According to Taylor's late sister-in-law Ethel, the widow of Sydney’s brother Irving (“Charlie” in the series), Meeks also demanded that Taylor change the name Irving to Charlie because Irving sounded “too Jewish.” Despite the overt Americanizing insisted on by Meeks, and the more subtle Americanizing Taylor built into the narrative, the family in the series was indisputably, undeniably Jewish. Many mid-century readers recall Taylor’s books as the first they ever encountered that featured Jewish children. As Taylor published the subsequent four books in the series through the 1950s and up until the 1970s, she participated in the awakening and growing American recognition of ethnic difference and pride. We can call Taylor one of the first writers of multicultural literature for children.
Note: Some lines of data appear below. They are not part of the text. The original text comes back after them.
//! Database layer for the Kanban board server.

pub mod boards;
pub mod columns;
pub mod export;
pub mod seed;
pub mod subtasks;
pub mod tasks;

use anyhow::{Result, anyhow};
use rusqlite::{Connection, OptionalExtension, params};
use std::path::Path;
use std::sync::{Arc, Mutex, MutexGuard};
use thiserror::Error;

use crate::types::{Id, Order};

mod embedded {
    use refinery::embed_migrations;
    embed_migrations!("migrations");
}

/// Typed failures raised by the data layer that callers may want to match on.
#[derive(Debug, Error, PartialEq, Eq)]
pub enum DbError {
    #[error("Board not found: {0}")]
    BoardNotFound(Id),
    #[error("Column not found: {0}")]
    ColumnNotFound(Id),
    #[error("Task not found: {0}")]
    TaskNotFound(Id),
    #[error("Subtask not found: {0}")]
    SubtaskNotFound(Id),
    #[error("{0} cannot be empty")]
    EmptyField(&'static str),
}

/// Database handle wrapping a SQLite connection.
///
/// Cloning is cheap; every clone shares the same connection.
#[derive(Clone)]
pub struct Database {
    conn: Arc<Mutex<Connection>>,
}

impl Database {
    /// Open or create the database at the given path.
    pub fn open<P: AsRef<Path>>(path: P) -> Result<Self> {
        let conn = Connection::open(path)?;

        conn.execute_batch(
            "PRAGMA journal_mode=WAL;
             PRAGMA foreign_keys=ON;
             PRAGMA busy_timeout=5000;",
        )?;

        let db = Self {
            conn: Arc::new(Mutex::new(conn)),
        };

        db.run_migrations()?;

        Ok(db)
    }

    /// Open an in-memory database (for testing).
    pub fn open_in_memory() -> Result<Self> {
        let conn = Connection::open_in_memory()?;

        conn.execute_batch("PRAGMA foreign_keys=ON;")?;

        let db = Self {
            conn: Arc::new(Mutex::new(conn)),
        };

        db.run_migrations()?;

        Ok(db)
    }

    /// Run embedded schema migrations. Returns the number applied.
    fn run_migrations(&self) -> Result<usize> {
        let mut conn = self.lock()?;
        let report = embedded::migrations::runner().run(&mut *conn)?;
        let applied = report.applied_migrations().len();
        if applied > 0 {
            tracing::info!(applied, "Applied database migrations");
        }
        Ok(applied)
    }

    /// Latest schema version recorded by the migration runner.
    pub fn schema_version(&self) -> Result<Option<i64>> {
        self.with_conn(|conn| {
            let version = conn
                .query_row(
                    "SELECT MAX(version) FROM refinery_schema_history",
                    [],
                    |row| row.get::<_, Option<i64>>(0),
                )
                .optional()?
                .flatten();
            Ok(version)
        })
    }

    fn lock(&self) -> Result<MutexGuard<'_, Connection>> {
        self.conn
            .lock()
            .map_err(|_| anyhow!("database connection mutex poisoned"))
    }

    /// Execute a function with exclusive access to the connection.
    pub fn with_conn<F, T>(&self, f: F) -> Result<T>
    where
        F: FnOnce(&Connection) -> Result<T>,
    {
        let conn = self.lock()?;
        f(&conn)
    }

    /// Execute a function with mutable access to the connection (for transactions).
    pub fn with_conn_mut<F, T>(&self, f: F) -> Result<T>
    where
        F: FnOnce(&mut Connection) -> Result<T>,
    {
        let mut conn = self.lock()?;
        f(&mut conn)
    }
}

/// Get the current timestamp in milliseconds.
pub fn now_ms() -> i64 {
    chrono::Utc::now().timestamp_millis()
}

/// Order for a new sibling: one past the current maximum, or 1 for the first.
///
/// `table` and `parent_column` are compile-time constants from this module,
/// never user input.
pub(crate) fn next_order(
    conn: &Connection,
    table: &str,
    parent_column: &str,
    parent_id: Id,
) -> rusqlite::Result<Order> {
    let sql = format!(
        "SELECT COALESCE(MAX(\"order\"), 0) + 1 FROM {table} WHERE {parent_column} = ?1"
    );
    conn.query_row(&sql, params![parent_id], |row| row.get(0))
}
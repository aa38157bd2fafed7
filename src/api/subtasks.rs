//! Subtask routes: `/tasks/{id}/subtasks`, `/subtasks/{id}`.

use axum::{
    Json,
    extract::{Path, State, rejection::JsonRejection},
    http::StatusCode,
};
use serde::Deserialize;

use super::extract::{DeleteResponse, json_body, non_empty_text, parse_id, required_text};
use super::server::ApiServer;
use crate::error::{ApiError, ApiResult, ResultExt};
use crate::types::{Id, Subtask, SubtaskUpdate};

#[derive(Debug, Deserialize)]
pub(crate) struct CreateSubtaskRequest {
    title: Option<String>,
}

#[derive(Debug, Deserialize)]
pub(crate) struct UpdateSubtaskRequest {
    title: Option<String>,
    is_completed: Option<bool>,
}

#[derive(Debug, Deserialize)]
#[serde(rename_all = "camelCase")]
pub(crate) struct ReorderSubtasksRequest {
    subtask_ids: Option<Vec<Id>>,
}

fn ensure_task(state: &ApiServer, task_id: Id, context: &str) -> ApiResult<()> {
    match state.db().get_task(task_id).or_internal(context)? {
        Some(_) => Ok(()),
        None => Err(ApiError::task_not_found()),
    }
}

/// GET /tasks/{id}/subtasks - in display order
pub(crate) async fn list_task_subtasks(
    State(state): State<ApiServer>,
    Path(id): Path<String>,
) -> ApiResult<Json<Vec<Subtask>>> {
    let task_id = parse_id(&id, "task")?;
    ensure_task(&state, task_id, "Failed to fetch subtasks")?;

    let subtasks = state
        .db()
        .list_subtasks(task_id)
        .or_internal("Failed to fetch subtasks")?;
    Ok(Json(subtasks))
}

/// POST /tasks/{id}/subtasks - append an incomplete subtask
pub(crate) async fn create_task_subtask(
    State(state): State<ApiServer>,
    Path(id): Path<String>,
    body: Result<Json<CreateSubtaskRequest>, JsonRejection>,
) -> ApiResult<(StatusCode, Json<Subtask>)> {
    let task_id = parse_id(&id, "task")?;
    ensure_task(&state, task_id, "Failed to create subtask")?;
    let title = required_text(json_body(body)?.title, "Subtask title")?;

    let subtask = state
        .db()
        .create_subtask(task_id, &title)
        .or_internal("Failed to create subtask")?;
    Ok((StatusCode::CREATED, Json(subtask)))
}

/// PATCH /tasks/{id}/subtasks - reorder: `{"subtaskIds": [3, 1, 2]}`
pub(crate) async fn reorder_task_subtasks(
    State(state): State<ApiServer>,
    Path(id): Path<String>,
    body: Result<Json<ReorderSubtasksRequest>, JsonRejection>,
) -> ApiResult<Json<Vec<Subtask>>> {
    let task_id = parse_id(&id, "task")?;
    let subtask_ids = json_body(body)?
        .subtask_ids
        .ok_or_else(|| ApiError::missing_field("Subtask IDs array"))?;
    ensure_task(&state, task_id, "Failed to reorder subtasks")?;

    let subtasks = state
        .db()
        .reorder_subtasks(task_id, &subtask_ids)
        .or_internal("Failed to reorder subtasks")?;
    Ok(Json(subtasks))
}

/// GET /subtasks/{id}
pub(crate) async fn get_subtask(
    State(state): State<ApiServer>,
    Path(id): Path<String>,
) -> ApiResult<Json<Subtask>> {
    let id = parse_id(&id, "subtask")?;
    state
        .db()
        .get_subtask(id)
        .or_internal("Failed to fetch subtask")?
        .map(Json)
        .ok_or_else(ApiError::subtask_not_found)
}

/// PUT /subtasks/{id} - update title and/or completion
pub(crate) async fn update_subtask(
    State(state): State<ApiServer>,
    Path(id): Path<String>,
    body: Result<Json<UpdateSubtaskRequest>, JsonRejection>,
) -> ApiResult<Json<Subtask>> {
    let id = parse_id(&id, "subtask")?;
    let body = json_body(body)?;
    let update = SubtaskUpdate {
        title: non_empty_text(body.title, "Subtask title")?,
        is_completed: body.is_completed,
    };

    state
        .db()
        .update_subtask(id, update)
        .or_internal("Failed to update subtask")?
        .map(Json)
        .ok_or_else(ApiError::subtask_not_found)
}

/// PATCH /subtasks/{id} - flip completion
pub(crate) async fn toggle_subtask(
    State(state): State<ApiServer>,
    Path(id): Path<String>,
) -> ApiResult<Json<Subtask>> {
    let id = parse_id(&id, "subtask")?;
    state
        .db()
        .toggle_subtask(id)
        .or_internal("Failed to toggle subtask completion")?
        .map(Json)
        .ok_or_else(ApiError::subtask_not_found)
}

/// DELETE /subtasks/{id}
pub(crate) async fn delete_subtask(
    State(state): State<ApiServer>,
    Path(id): Path<String>,
) -> ApiResult<Json<DeleteResponse>> {
    let id = parse_id(&id, "subtask")?;
    if state
        .db()
        .delete_subtask(id)
        .or_internal("Failed to delete subtask")?
    {
        Ok(DeleteResponse::ok())
    } else {
        Err(ApiError::subtask_not_found())
    }
}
Ethnic pride was certainly not the only issue in the books, however. We see the fruition of Taylor’s early progressive politics in her chapters that concerned helping a social worker, or that depicted Henny, the charismatic second sister, running for class representative—the first girl in her school to do so. Writing during the civil rights movement and while the daughters of socialists became the feminists of the 1960s, Taylor made one era of the twentieth century relevant to another. Considering the reach of the novels, through sales and library lendings, one could argue that Taylor was instrumental in shaping a postwar American Jewish identity.
Taylor’s last book in the series,
Ella of All-of-a-Kind Family, was published in 1978, a few years after Taylor died; all five books are currently in print and selling well. Taylor is honored every year when the Association of Jewish Libraries gives out their annual awards for Jewish children’s literature in her name. A few years ago, New York University historian Hasia R. Diner discussed Taylor at length in her book
Lower East Side Memories, claiming that Taylor was the first to re-create the Lower East Side as a site of nostalgia and ethnic pride for postwar American Jews. The production company Sunshine Films (a division of Killer Films) is currently making the first movie based on Taylor’s books. And I am writing the first biography of this author.
I’m pleased that the combined efforts of the Association of Jewish Libraries, scholars, publishing companies, and film producers are all ensuring that Taylor’s legacy extends well beyond the twentieth century. But most important to this legacy are Taylor’s readers, a new crop of which is born every year. Soon, if not already, Taylor’s youngest readers won’t be children of the twentieth century at all. But Sarah and her sisters will forever represent to them and to the rest of us, through the particular circumstances of the Jewish immigration and assimilation experience, a twentieth-century American identity.